Where have we ever seen that part of her? Let’s say for a moment that Don thwarts all that in her — but have you ever seen an inkling of it when she’s with someone else? "
Well, I don't know what you would count as deep — maybe we all would disagree — but I saw signs of that when she was talking with her therapist, of all people. She was reflecting on this ideal of happiness that failed her — "She wanted me to be beautiful so I could find a man. There’s nothing wrong with that. But then what? Just sit and smoke and let it go ‘til you’re in a box?" Or, "I know people say life goes on, and it does, and no one tells you that’s not a good thing. Why is that?" Remarks like that lead me to believe she is searching for more and not just an insensitive airhead.

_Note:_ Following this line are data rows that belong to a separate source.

//! Self-clocked refresh worker
//!
//! The worker runs at the configured refresh rate, independent of the video frame
//! rate. Each tick it takes the latest frame from a [`FrameInbox`] and runs one
//! output pass. Sleeping is drift compensated: the sleep is shortened by however
//! long has passed since the previous tick, so a slow pass is not compounded by a
//! full sleep afterwards.
//!
//! Shutdown is cooperative. The abort flag is checked once per iteration and a
//! pending sleep is never interrupted, so stopping takes at most one period plus
//! one pass.

use std::panic::{self, AssertUnwindSafe};
use std::sync::atomic::{AtomicBool, Ordering};
use std::sync::Arc;
use std::thread::{self, JoinHandle};
use std::time::{Duration, Instant};

use tracing::{error, info, warn};

use crate::error::Result;
use crate::inbox::FrameInbox;

/// Lifecycle of a [`RefreshLoop`]
#[derive(Debug, Clone, Copy, PartialEq, Eq)]
pub enum LoopState {
    Idle,
    Running,
    Stopping,
    Stopped,
}

/// Dedicated worker thread that ticks at a fixed rate
pub struct RefreshLoop {
    period: Duration,
    state: LoopState,
    abort: Arc<AtomicBool>,
    worker: Option<JoinHandle<()>>,
}

impl RefreshLoop {
    /// `refresh_rate` is in Hz; zero is treated as 1.
    pub fn new(refresh_rate: u32) -> Self {
        Self {
            period: Duration::from_secs(1) / refresh_rate.max(1),
            state: LoopState::Idle,
            abort: Arc::new(AtomicBool::new(false)),
            worker: None,
        }
    }

    /// Target interval between ticks
    pub fn period(&self) -> Duration {
        self.period
    }

    pub fn state(&self) -> LoopState {
        self.state
    }

    /// Spawn the worker.
    ///
    /// `pass` runs once per tick with the latest frame. Ticks before the first
    /// delivery are skipped. Errors and panics from `pass` are logged and the
    /// loop carries on. Calling `start` on a loop that is not idle does nothing.
    pub fn start<T, F>(&mut self, inbox: Arc<FrameInbox<T>>, mut pass: F) -> Result<()>
    where
        T: Clone + Send + 'static,
        F: FnMut(&T) -> Result<()> + Send + 'static,
    {
        if self.state != LoopState::Idle {
            warn!("Refresh loop already started ({:?})", self.state);
            return Ok(());
        }

        let abort = self.abort.clone();
        let period = self.period;

        let worker = thread::Builder::new()
            .name("artnet-refresh".to_string())
            .spawn(move || {
                info!("Refresh loop started ({:?} period)", period);
                let mut last_tick = Instant::now();

                while !abort.load(Ordering::Acquire) {
                    let elapsed = last_tick.elapsed();
                    if elapsed < period {
                        thread::sleep(period - elapsed);
                    }
                    last_tick = Instant::now();

                    let Some(frame) = inbox.latest() else {
                        continue;
                    };

                    match panic::catch_unwind(AssertUnwindSafe(|| pass(&frame))) {
                        Ok(Ok(())) => {}
                        Ok(Err(e)) => error!("Refresh pass failed: {}", e),
                        Err(payload) => {
                            error!("Refresh pass panicked: {}", panic_message(payload.as_ref()))
                        }
                    }
                }

                info!("Refresh loop stopped");
            })?;

        self.worker = Some(worker);
        self.state = LoopState::Running;
        Ok(())
    }

    /// Signal the worker and block until it has exited.
    pub fn stop(&mut self) {
        let Some(worker) = self.worker.take() else {
            return;
        };

        self.state = LoopState::Stopping;
        self.abort.store(true, Ordering::Release);

        if worker.join().is_err() {
            error!("Refresh worker terminated abnormally");
        }
        self.state = LoopState::Stopped;
    }
}

impl Drop for RefreshLoop {
    fn drop(&mut self) {
        self.stop();
    }
}

fn panic_message(payload: &(dyn std::any::Any + Send)) -> &str {
    if let Some(s) = payload.downcast_ref::<&str>() {
        s
    } else if let Some(s) = payload.downcast_ref::<String>() {
        s.as_str()
    } else {
        "unknown panic"
    }
}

There's no doubt that she has the narrow views and prejudices on class and race of her time; she's had a very sheltered bubble life of WASPy privilege, and it shows. She's also, yes, very obsessed with her appearance, and Don calls her petty. But it's a classic move of the time for men to praise and value women mostly for their looks, then criticize them for being shallow and image-obsessed and vain, not seeing a causal link between the two. The same kind of men tell their wives not to worry their pretty heads over things and shut them out of decision-making and then tut-tut when they feel so helpless at dealing with problems on their own.
I agree she can be shallow — very few people on this show haven't been — but I think there's a difference between saying someone is shallow and saying that that's all they have the potential to be. Forgive the strained simile, but maybe she's like a houseplant with shallow roots because she's always been in a tiny pot. Maybe that IS all she can be, but personally I'm not ready to bet that just yet.